TMAO is produced when intestinal bacteria digest the nutrient phosphatidylcholine, which is more commonly known as choline. This metabolite is thought to promote atherosclerosis by contributing to cholesterol metabolism in heart artery walls, as well as in the liver and intestines. Major dietary sources of choline include egg yolks, red meat, and dairy products.
Tests of TMAO levels of more than 4,000 adults undergoing angiography over a three-year period recently revealed that TMAO levels are good indicators of who is at risk for serious heart disease—and can also serve as a possible future treatment target. As reported in the New England Journal of Medicine (NEJM) in 2013, those people with the highest levels of TMAO had double the risk of death, nonfatal heart attack, or stroke compared to those with the lowest levels.

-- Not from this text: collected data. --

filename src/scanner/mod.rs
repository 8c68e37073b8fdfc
pub mod core;
pub mod main;
pub mod render;
pub mod run_effect;

#[cfg(test)]
mod tests;
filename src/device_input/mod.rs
pub mod impl_console;
pub mod impl_fake;
pub mod interface;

While we know how to reduce cholesterol and reduce cardiac risks through diet and exercise, substantial risk for heart disease—the number one killer of American adults—still remains. What this important NEJM study has confirmed is that assessing blood levels of TMAO generated by bacteria in the gut can serve as a powerful tool for predicting future cardiovascular risk, even for those people without known risk factors.
The human gut has about 100 trillion bacteria, and the gut microbial genome, or microbiome, contains 3.3 million genes. By contrast, the human genome contains approximately 23,000 genes. Microbes inhabit our bodies and they play an essential role in digestion. Now, thanks to this recent research, we know that the gut microbiota plays a key role in many diseases outsde the gut, including heart disease.
Heart experts now believe that by testing the gut biome for cardiovascular risk, doctors will be soon be able to personalize nutritional recommendations for their patients on how to best prevent cardiovascular disease based on the production of TMAO. This advice could include modifying the diet to limit the intake of choline-rich food, using bacteriotherapy to alter the gut microbiota with the use of probiotics, or suppresssing TMAO synthesis with a medication. A laboratory test for TMAO research studies is now commercially available.
Where Are They Now
Along with an increased risk of heart disease, TMAO has now been linked as a biomarker for chronic kidney disease, creating a spiral affect that further increases the risk of heart disease. Research is now being conducted for medications that block the presence of this biomarker in the bloodstream, hoping to eliminate the increased risk for these diseases. In 2016, the only clinical test for measuring TMAO concentration was launched. However, recent study data released in 2016 raises questions about the utility of lowering circulating concentrations of TMAO, via dietary or pharmaceutical approaches, as a means to improve human health.